Input data.
::::::::::
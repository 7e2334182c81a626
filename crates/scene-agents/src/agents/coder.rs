//! Scene coder agent: (outline, topic, feedback) → Manim script source.

use gates::extract_source;

use crate::agents::TextGenerator;
use crate::errors::GenerationError;
use crate::prompts;

pub struct SceneCoder<G> {
    generator: G,
    scene_class: String,
}

impl<G: TextGenerator> SceneCoder<G> {
    pub fn new(generator: G, scene_class: &str) -> Self {
        Self {
            generator,
            scene_class: scene_class.to_string(),
        }
    }

    pub fn scene_class(&self) -> &str {
        &self.scene_class
    }

    /// Generate a script, with fences stripped.
    ///
    /// `feedback` describes the previous attempt's failure and turns the
    /// request into a correction.
    pub async fn generate(
        &self,
        outline: &str,
        topic: &str,
        feedback: Option<&str>,
    ) -> Result<String, GenerationError> {
        let prompt = prompts::scene_prompt(topic, outline, &self.scene_class, feedback);
        let response = self.generator.generate(&prompt).await?;

        let source = extract_source(&response, prompts::SOURCE_FENCE_LABEL);
        if source.trim().is_empty() {
            return Err(GenerationError::Empty);
        }
        tracing::info!(
            lines = source.lines().count(),
            correction = feedback.is_some(),
            "Scene script generated"
        );
        Ok(source)
    }
}
//! `scene-agents`: command-line front end for the render loop.
//!
//! ```bash
//! SCENE_API_KEY=... scene-agents generate "@visual binary search"
//! scene-agents fetch video_20240101_120000_deadbeef_attempt2.mp4 --out clip.mp4
//! scene-agents chat "what is a linked list?"
//! scene-agents --config scene.toml check
//! ```

use std::path::PathBuf;

use anyhow::{bail, Context, Result};
use clap::{Parser, Subcommand};
use tracing::info;

use scene_agents::agents::AgentFactory;
use scene_agents::config::{self, SceneConfig};
use scene_agents::service::{self, VideoRequest};
use scene_agents::RenderLoop;

/// Command-line arguments
#[derive(Parser, Debug)]
#[command(author, version, about, long_about = None)]
struct Args {
    /// TOML config file (environment variables still override it)
    #[arg(long, global = true)]
    config: Option<PathBuf>,

    #[command(subcommand)]
    command: Command,
}

#[derive(Subcommand, Debug)]
enum Command {
    /// Generate a video for a topic
    Generate {
        topic: String,

        /// Override the attempt budget
        #[arg(long)]
        max_attempts: Option<u32>,

        /// Print the response as JSON
        #[arg(long, default_value_t = false)]
        json: bool,
    },
    /// Copy a generated video out of the output directory
    Fetch {
        filename: String,

        /// Destination path (defaults to the file name in the current directory)
        #[arg(long)]
        out: Option<PathBuf>,
    },
    /// Ask the tutor chatbot a question
    Chat { query: String },
    /// Check that the text-generation endpoint is reachable
    Check,
}

#[tokio::main]
async fn main() -> Result<()> {
    tracing_subscriber::fmt()
        .with_env_filter(
            tracing_subscriber::EnvFilter::try_from_default_env()
                .unwrap_or_else(|_| "info".into()),
        )
        .init();

    let args = Args::parse();
    let mut config = SceneConfig::load(args.config.as_deref())?;

    match args.command {
        Command::Generate {
            topic,
            max_attempts,
            json,
        } => {
            if let Some(n) = max_attempts {
                config.max_attempts = n;
                config.validate()?;
            }
            info!(
                endpoint = %config.base_url,
                model = %config.code_model,
                max_attempts = config.max_attempts,
                "Scene loop starting"
            );
            let render_loop = RenderLoop::from_config(&config)?;
            let result = service::generate_video(&render_loop, &VideoRequest { topic }).await;

            match result {
                Ok(response) if json => println!("{}", serde_json::to_string_pretty(&response)?),
                Ok(response) => {
                    for line in &response.logs {
                        println!("{line}");
                    }
                    println!("{}", response.message);
                    let file = response.video_url.rsplit('/').next().unwrap_or_default();
                    println!("{}", config.output_dir.join(file).display());
                }
                Err(failure) => {
                    if json {
                        println!("{}", serde_json::to_string_pretty(&failure)?);
                    } else {
                        for line in &failure.logs {
                            eprintln!("{line}");
                        }
                    }
                    bail!("[{}] {}", failure.status, failure.detail);
                }
            }
        }
        Command::Fetch { filename, out } => {
            let bytes = service::fetch_video(&config.output_dir, &filename)
                .await
                .map_err(|f| anyhow::anyhow!("[{}] {}", f.status, f.detail))?;
            let Some(bytes) = bytes else {
                bail!("Video not found: {filename}");
            };
            let out = out.unwrap_or_else(|| PathBuf::from(&filename));
            tokio::fs::write(&out, &bytes)
                .await
                .with_context(|| format!("Failed to write {}", out.display()))?;
            info!(bytes = bytes.len(), path = %out.display(), "Video written");
        }
        Command::Chat { query } => {
            let chat = AgentFactory::new(&config)?.build_chat();
            match service::answer_chat(&chat, &query).await? {
                Some(response) => println!("{}", response.reply),
                None => bail!("Query must not be empty"),
            }
        }
        Command::Check => {
            let reachable =
                config::check_endpoint(&config.base_url, config.api_key.as_deref()).await;
            if !reachable {
                bail!("Endpoint unreachable: {}", config.base_url);
            }
            println!("ok: {}", config.base_url);
        }
    }

    Ok(())
}
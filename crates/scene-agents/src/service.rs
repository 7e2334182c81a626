//! Transport-agnostic request handlers.
//!
//! Each handler takes plain request values and returns either a response body
//! or a [`ServiceFailure`] carrying an HTTP-style status. Route wiring is left
//! to whatever server embeds them.

use std::path::Path;

use serde::{Deserialize, Serialize};
use thiserror::Error;
use tracing::{info, warn};

use crate::agents::TextGenerator;
use crate::errors::{GenerationError, RunError};
use crate::orchestrator::RenderLoop;
use gates::Renderer;

/// Marker some clients put in front of the topic.
pub const TOPIC_PREFIX: &str = "@visual";

/// Extension of the only files `fetch_video` serves.
pub const VIDEO_EXTENSION: &str = ".mp4";

/// URL prefix under which videos are served.
pub const VIDEO_ROUTE: &str = "/videos";

#[derive(Debug, Clone, Deserialize, Serialize)]
pub struct VideoRequest {
    pub topic: String,
}

#[derive(Debug, Clone, Serialize, Deserialize)]
pub struct VideoResponse {
    pub video_url: String,
    pub logs: Vec<String>,
    pub message: String,
}

#[derive(Debug, Clone, Serialize, Deserialize)]
pub struct ChatResponse {
    pub reply: String,
}

/// Failed request, with the run log when one exists.
#[derive(Debug, Clone, Error, Serialize)]
#[error("{detail}")]
pub struct ServiceFailure {
    pub status: u16,
    pub detail: String,
    pub logs: Vec<String>,
}

impl ServiceFailure {
    pub fn bad_request(detail: impl Into<String>) -> Self {
        Self {
            status: 400,
            detail: detail.into(),
            logs: Vec::new(),
        }
    }

    pub fn internal(detail: impl Into<String>) -> Self {
        Self {
            status: 500,
            detail: detail.into(),
            logs: Vec::new(),
        }
    }
}

impl From<RunError> for ServiceFailure {
    fn from(err: RunError) -> Self {
        let status = if err.is_client_error() { 400 } else { 500 };
        let logs = err.log().map(|log| log.lines()).unwrap_or_default();
        Self {
            status,
            detail: err.to_string(),
            logs,
        }
    }
}

/// Remove a leading `@visual` marker and surrounding whitespace.
///
/// The marker only counts as a whole word: `@visualization` is left alone.
pub fn strip_topic_prefix(raw: &str) -> &str {
    let trimmed = raw.trim();
    match trimmed.strip_prefix(TOPIC_PREFIX) {
        Some(rest) if rest.is_empty() || rest.starts_with(char::is_whitespace) => rest.trim(),
        _ => trimmed,
    }
}

/// Run the loop for a topic and describe the produced video.
pub async fn generate_video<G, R>(
    render_loop: &RenderLoop<G, R>,
    request: &VideoRequest,
) -> Result<VideoResponse, ServiceFailure>
where
    G: TextGenerator,
    R: Renderer,
{
    let topic = strip_topic_prefix(&request.topic);
    info!(topic, "Video requested");

    let artifact = render_loop.run(topic).await.map_err(|e| {
        warn!(topic, "Video generation failed: {e}");
        ServiceFailure::from(e)
    })?;

    let logs = artifact.log.lines();
    let present = tokio::fs::try_exists(&artifact.video_path)
        .await
        .unwrap_or(false);
    let file_name = match artifact.file_name() {
        Some(name) if present => name.to_string(),
        _ => {
            return Err(ServiceFailure {
                status: 500,
                detail: format!(
                    "Video file not found at {}",
                    artifact.video_path.display()
                ),
                logs,
            })
        }
    };

    Ok(VideoResponse {
        video_url: format!("{VIDEO_ROUTE}/{file_name}"),
        logs,
        message: format!(
            "Video generated successfully after {} attempt(s)",
            artifact.attempts
        ),
    })
}

/// Read a video from the managed output directory.
///
/// Only plain `.mp4` file names are served; scripts and the telemetry log
/// stay private. `Ok(None)` means not found.
pub async fn fetch_video(
    output_dir: &Path,
    filename: &str,
) -> Result<Option<Vec<u8>>, ServiceFailure> {
    if filename.len() <= VIDEO_EXTENSION.len()
        || !filename.ends_with(VIDEO_EXTENSION)
        || filename.contains("..")
        || filename.contains('/')
        || filename.contains('\\')
    {
        return Err(ServiceFailure::bad_request(format!(
            "Invalid video file name '{filename}'"
        )));
    }

    let path = output_dir.join(filename);
    match tokio::fs::read(&path).await {
        Ok(bytes) => Ok(Some(bytes)),
        Err(e) if e.kind() == std::io::ErrorKind::NotFound => Ok(None),
        Err(e) => Err(ServiceFailure::internal(format!(
            "Failed to read {}: {e}",
            path.display()
        ))),
    }
}

/// Forward a chat query. Blank queries get no reply.
pub async fn answer_chat<G: TextGenerator + ?Sized>(
    generator: &G,
    query: &str,
) -> Result<Option<ChatResponse>, GenerationError> {
    let query = query.trim();
    if query.is_empty() {
        return Ok(None);
    }
    let reply = generator.generate(query).await?;
    Ok(Some(ChatResponse {
        reply: reply.trim().to_string(),
    }))
}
::::::::::
Beginning with the first line of the listing above, please write out every line exactly until you reach the line that contains "source = extract_source(&response, prompts::SOURCE_FENCE_LABEL);", and include that one too.

Answer area.
repository 7e2334182c81a626
filename crates/scene-agents/src/agents/coder.rs
//! Scene coder agent: (outline, topic, feedback) → Manim script source.

use gates::extract_source;

use crate::agents::TextGenerator;
use crate::errors::GenerationError;
use crate::prompts;

pub struct SceneCoder<G> {
    generator: G,
    scene_class: String,
}

impl<G: TextGenerator> SceneCoder<G> {
    pub fn new(generator: G, scene_class: &str) -> Self {
        Self {
            generator,
            scene_class: scene_class.to_string(),
        }
    }

    pub fn scene_class(&self) -> &str {
        &self.scene_class
    }

    /// Generate a script, with fences stripped.
    ///
    /// `feedback` describes the previous attempt's failure and turns the
    /// request into a correction.
    pub async fn generate(
        &self,
        outline: &str,
        topic: &str,
        feedback: Option<&str>,
    ) -> Result<String, GenerationError> {
        let prompt = prompts::scene_prompt(topic, outline, &self.scene_class, feedback);
        let response = self.generator.generate(&prompt).await?;

        let source = extract_source(&response, prompts::SOURCE_FENCE_LABEL);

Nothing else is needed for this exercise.